- [TASK ITEM]: Please reproduce the final stretch of the listing below: the line that contains "ContainerId) -> Ordering" and all lines after it, verbatim, with nothing else.
....
// Copyright 2026 the Stratum Authors
// SPDX-License-Identifier: Apache-2.0 OR MIT

//! Tree navigation: child iteration, subtree walks, and relationship
//! queries.

use alloc::vec::Vec;

use core::cmp::Ordering;

use crate::error::HierarchyError;

use super::id::{ContainerId, INVALID};
use super::tree::ContainerTree;

/// Iterator over the direct children of a container, bottom of the stack
/// first.
///
/// Created by [`ContainerTree::children`]. Iterate in reverse for a
/// front-to-back walk.
#[derive(Debug)]
pub struct Children<'a> {
    tree: &'a ContainerTree,
    inner: core::slice::Iter<'a, u32>,
}

impl<'a> Children<'a> {
    pub(crate) fn new(tree: &'a ContainerTree, idx: u32) -> Self {
        Self {
            tree,
            inner: tree.children[idx as usize].iter(),
        }
    }
}

impl Iterator for Children<'_> {
    type Item = ContainerId;

    fn next(&mut self) -> Option<ContainerId> {
        self.inner.next().map(|&idx| self.tree.id_at(idx))
    }

    fn size_hint(&self) -> (usize, Option<usize>) {
        self.inner.size_hint()
    }
}

impl DoubleEndedIterator for Children<'_> {
    fn next_back(&mut self) -> Option<ContainerId> {
        self.inner.next_back().map(|&idx| self.tree.id_at(idx))
    }
}

impl ExactSizeIterator for Children<'_> {}

/// Depth-first pre-order iterator over a subtree, starting with the
/// subtree's own root.
///
/// Created by [`ContainerTree::subtree`]. The yield order matches the
/// pre-order index: back-most first within each sibling list.
#[derive(Debug)]
pub struct Subtree<'a> {
    tree: &'a ContainerTree,
    stack: Vec<u32>,
}

impl<'a> Subtree<'a> {
    pub(crate) fn new(tree: &'a ContainerTree, idx: u32) -> Self {
        Self {
            tree,
            stack: alloc::vec![idx],
        }
    }
}

impl Iterator for Subtree<'_> {
    type Item = ContainerId;

    fn next(&mut self) -> Option<ContainerId> {
        let idx = self.stack.pop()?;
        for &child in self.tree.children[idx as usize].iter().rev() {
            self.stack.push(child);
        }
        Some(self.tree.id_at(idx))
    }
}

impl ContainerTree {
    /// Returns a pre-order iterator over the subtree rooted at `id`,
    /// including `id` itself.
    ///
    /// # Panics
    ///
    /// Panics if the handle is stale.
    #[must_use]
    pub fn subtree(&self, id: ContainerId) -> Subtree<'_> {
        self.validate(id);
        Subtree::new(self, id.idx)
    }

    /// Returns whether `candidate` is a strict descendant of `id`.
    ///
    /// A container does not contain itself, so `has_child(x, x)` is false.
    ///
    /// # Panics
    ///
    /// Panics if either handle is stale.
    #[must_use]
    pub fn has_child(&self, id: ContainerId, candidate: ContainerId) -> bool {
        self.validate(id);
        self.validate(candidate);
        if id.idx == candidate.idx {
            return false;
        }
        let mut cursor = self.parent[candidate.idx as usize];
        while cursor != INVALID {
            if cursor == id.idx {
                return true;
            }
            cursor = self.parent[cursor as usize];
        }
        false
    }

    /// Compares two containers by their position in the shared tree's
    /// pre-order: `Less` means `a` sits behind `b`.
    ///
    /// A container compares equal only to itself.
    ///
    /// # Errors
    ///
    /// [`HierarchyError::DifferentRoots`] when the containers do not belong
    /// to the same root's tree; positions in unrelated trees are not
    /// ordered.
    ///
    /// # Panics
    ///
    /// Panics if either handle is stale.
    pub fn compare(&self, a: ContainerId, b: ContainerId) -> Result<Ordering, HierarchyError> {
        self.validate(a);
        self.validate(b);
        if a.idx == b.idx {
            return Ok(Ordering::Equal);
        }
        if self.root_slot(a.idx) != self.root_slot(b.idx) {
            return Err(HierarchyError::DifferentRoots { a, b });
        }
        Ok(self.prefix_index[a.idx as usize].cmp(&self.prefix_index[b.idx as usize]))
    }

    /// Returns the root of the tree `id` belongs to (`id` itself when
    /// parentless).
    ///
    /// # Panics
    ///
    /// Panics if the handle is stale.
    #[must_use]
    pub fn root_of(&self, id: ContainerId) -> ContainerId {
        self.validate(id);
        self.id_at(self.root_slot(id.idx))
    }
}

#[cfg(test)]
mod tests {
    use alloc::vec::Vec;

    use super::*;
    use crate::container::Position;
    use crate::observe::Notifier;

    struct Fixture {
        tree: ContainerTree,
        root: ContainerId,
        child1: ContainerId,
        child11: ContainerId,
        child12: ContainerId,
        child2: ContainerId,
        child21: ContainerId,
    }

    fn fixture() -> Fixture {
        let mut tree = ContainerTree::new();
        let mut n = Notifier::none();
        let root = tree.create_container();
        let child1 = tree.create_container();
        let child11 = tree.create_container();
        let child12 = tree.create_container();
        let child2 = tree.create_container();
        let child21 = tree.create_container();
        tree.add_child_at(root, child1, Position::Top, &mut n).unwrap();
        tree.add_child_at(child1, child11, Position::Top, &mut n).unwrap();
        tree.add_child_at(child1, child12, Position::Top, &mut n).unwrap();
        tree.add_child_at(root, child2, Position::Top, &mut n).unwrap();
        tree.add_child_at(child2, child21, Position::Top, &mut n).unwrap();
        Fixture {
            tree,
            root,
            child1,
            child11,
            child12,
            child2,
            child21,
        }
    }

    #[test]
    fn children_iterates_both_directions() {
        let f = fixture();
        let forward: Vec<_> = f.tree.children(f.root).collect();
        assert_eq!(forward, alloc::vec![f.child1, f.child2]);
        let backward: Vec<_> = f.tree.children(f.root).rev().collect();
        assert_eq!(backward, alloc::vec![f.child2, f.child1]);
        assert_eq!(f.tree.children(f.root).len(), 2);
    }

    #[test]
    fn subtree_walks_preorder_including_self() {
        let f = fixture();
        let walk: Vec<_> = f.tree.subtree(f.root).collect();
        assert_eq!(
            walk,
            alloc::vec![f.root, f.child1, f.child11, f.child12, f.child2, f.child21]
        );
        // The walk agrees with the maintained index.
        for (at, id) in walk.iter().enumerate() {
            assert_eq!(f.tree.prefix_order_index(*id) as usize, at);
        }

        let partial: Vec<_> = f.tree.subtree(f.child1).collect();
        assert_eq!(partial, alloc::vec![f.child1, f.child11, f.child12]);
    }

    #[test]
    fn has_child_covers_strict_descendants_only() {
        let f = fixture();
        assert!(f.tree.has_child(f.root, f.child1));
        assert!(f.tree.has_child(f.root, f.child21));
        assert!(f.tree.has_child(f.child1, f.child12));
        // Not itself, not a sibling, not an ancestor.
        assert!(!f.tree.has_child(f.root, f.root));
        assert!(!f.tree.has_child(f.child1, f.child2));
        assert!(!f.tree.has_child(f.child11, f.child1));
    }

    #[test]
    fn compare_orders_by_prefix_position() {
        let f = fixture();
        assert_eq!(f.tree.compare(f.child1, f.child2), Ok(Ordering::Less));
        assert_eq!(f.tree.compare(f.child2, f.child1), Ok(Ordering::Greater));
        assert_eq!(f.tree.compare(f.child11, f.child12), Ok(Ordering::Less));
        // An ancestor sits behind its own descendants.
        assert_eq!(f.tree.compare(f.root, f.child21), Ok(Ordering::Less));
        assert_eq!(f.tree.compare(f.child12, f.child1), Ok(Ordering::Greater));
        assert_eq!(f.tree.compare(f.child2, f.child2), Ok(Ordering::Equal));
    }

    #[test]
    fn compare_across_roots_is_an_error() {
        let mut f = fixture();
        let stray = f.tree.create_container();
        assert_eq!(
            f.tree.compare(f.child1, stray),
            Err(HierarchyError::DifferentRoots {
                a: f.child1,
                b: stray
            })
        );
        // Two detached roots are unrelated as well.
        assert_eq!(
            f.tree.compare(f.root, stray),
            Err(HierarchyError::DifferentRoots { a: f.root, b: stray })
        );
    }

    #[test]
    fn root_of_walks_to_the_top() {
        let f = fixture();
        assert_eq!(f.tree.root_of(f.child21), f.root);
        assert_eq!(f.tree.root_of(f.root), f.root);
    }

    #[test]
    fn detached_subtree_is_self_contained() {
        let mut f = fixture();
        let mut n = Notifier::none();
        f.tree.remove_child(f.root, f.child1, &mut n).unwrap();

        assert_eq!(f.tree.root_of(f.child11), f.child1);
        assert!(f.tree.has_child(f.child1, f.child11));
        assert!(!f.tree.has_child(f.root, f.child11));
        assert_eq!(
            f.tree.compare(f.child11, f.child2),
            Err(HierarchyError::DifferentRoots {
                a: f.child11,
                b: f.child2
            })
        );
    }
}
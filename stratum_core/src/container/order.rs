// Copyright 2026 the Stratum Authors
// SPDX-License-Identifier: Apache-2.0 OR MIT

//! Sibling placement and the signed-layer ordering rule.

use core::cmp::Ordering;

use super::id::ContainerId;
use super::tree::ContainerTree;

/// Where to place a child among its siblings.
///
/// Child index 0 is the bottom of the stack (back-most); the last index is
/// the top (front-most).
#[derive(Clone, Copy, Debug, PartialEq, Eq, Hash)]
pub enum Position {
    /// Append at the top of the stack.
    Top,
    /// Insert at the bottom of the stack (index 0).
    Bottom,
    /// Insert at an explicit index, `0..=child_count`.
    At(usize),
}

/// Builds the canonical signed-layer comparator for
/// [`add_child_ordered`](ContainerTree::add_child_ordered).
///
/// `layer_of` maps a container to its signed z-layer; the layer is caller
/// data, not tree state. The candidate sorts before an existing sibling when
/// its layer is smaller, or when the layers are equal and negative. Equal
/// non-negative layers therefore append after existing equals, while equal
/// negative layers insert before them, matching the convention that negative
/// layers stack below their anchor from the anchor outward.
pub fn sublayer_order<L>(
    mut layer_of: L,
) -> impl FnMut(&ContainerTree, ContainerId, ContainerId) -> Ordering
where
    L: FnMut(ContainerId) -> i32,
{
    move |_tree, candidate, existing| {
        let c = layer_of(candidate);
        let e = layer_of(existing);
        if c < e || (c == e && e < 0) {
            Ordering::Less
        } else if c == e {
            Ordering::Equal
        } else {
            Ordering::Greater
        }
    }
}
// Copyright 2026 the Stratum Authors
// SPDX-License-Identifier: Apache-2.0 OR MIT

//! The container tree: storage, ordering, navigation, and aggregation.
//!
//! [`ContainerTree`] owns every container in struct-of-arrays form and
//! hands out generational [`ContainerId`] handles. Structural operations
//! (attach, detach, reposition, destroy) keep the per-root pre-order index
//! dense as they go, so [`ContainerTree::compare`] and
//! [`ContainerTree::prefix_order_index`] are plain lookups.
//!
//! The submodules split the implementation by concern:
//!
//! - `tree`: the arena, allocation, structural mutation, and property
//!   setters with their notification walks.
//! - `order`: the [`Position`] placement type and the signed
//!   [`sublayer_order`] comparator.
//! - `traverse`: the [`Children`] and [`Subtree`] iterators plus the
//!   relationship queries.
//! - `aggregate`: uncached recursive folds (animation, visibility,
//!   orientation, resize propagation).
//! - `surface`: the deferred backend queue drained by
//!   [`ContainerTree::sync_surfaces`] into a [`SurfaceSync`] report.

mod aggregate;
mod id;
mod order;
mod surface;
mod traverse;
mod tree;

pub use id::{ContainerId, INVALID, RequestToken, SurfaceId};
pub use order::{Position, sublayer_order};
pub use surface::SurfaceSync;
pub use traverse::{Children, Subtree};
pub use tree::{ContainerFlags, ContainerTree};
....
- [WRITTEN ANSWER]:
) -> impl FnMut(&ContainerTree, ContainerId, ContainerId) -> Ordering
where
    L: FnMut(ContainerId) -> i32,
{
    move |_tree, candidate, existing| {
        let c = layer_of(candidate);
        let e = layer_of(existing);
        if c < e || (c == e && e < 0) {
            Ordering::Less
        } else if c == e {
            Ordering::Equal
        } else {
            Ordering::Greater
        }
    }
}
// Copyright 2026 the Stratum Authors
// SPDX-License-Identifier: Apache-2.0 OR MIT

//! The container tree: storage, ordering, navigation, and aggregation.
//!
//! [`ContainerTree`] owns every container in struct-of-arrays form and
//! hands out generational [`ContainerId`] handles. Structural operations
//! (attach, detach, reposition, destroy) keep the per-root pre-order index
//! dense as they go, so [`ContainerTree::compare`] and
//! [`ContainerTree::prefix_order_index`] are plain lookups.
//!
//! The submodules split the implementation by concern:
//!
//! - `tree`: the arena, allocation, structural mutation, and property
//!   setters with their notification walks.
//! - `order`: the [`Position`] placement type and the signed
//!   [`sublayer_order`] comparator.
//! - `traverse`: the [`Children`] and [`Subtree`] iterators plus the
//!   relationship queries.
//! - `aggregate`: uncached recursive folds (animation, visibility,
//!   orientation, resize propagation).
//! - `surface`: the deferred backend queue drained by
//!   [`ContainerTree::sync_surfaces`] into a [`SurfaceSync`] report.

mod aggregate;
mod id;
mod order;
mod surface;
mod traverse;
mod tree;

pub use id::{ContainerId, INVALID, RequestToken, SurfaceId};
pub use order::{Position, sublayer_order};
pub use surface::SurfaceSync;
pub use traverse::{Children, Subtree};
pub use tree::{ContainerFlags, ContainerTree};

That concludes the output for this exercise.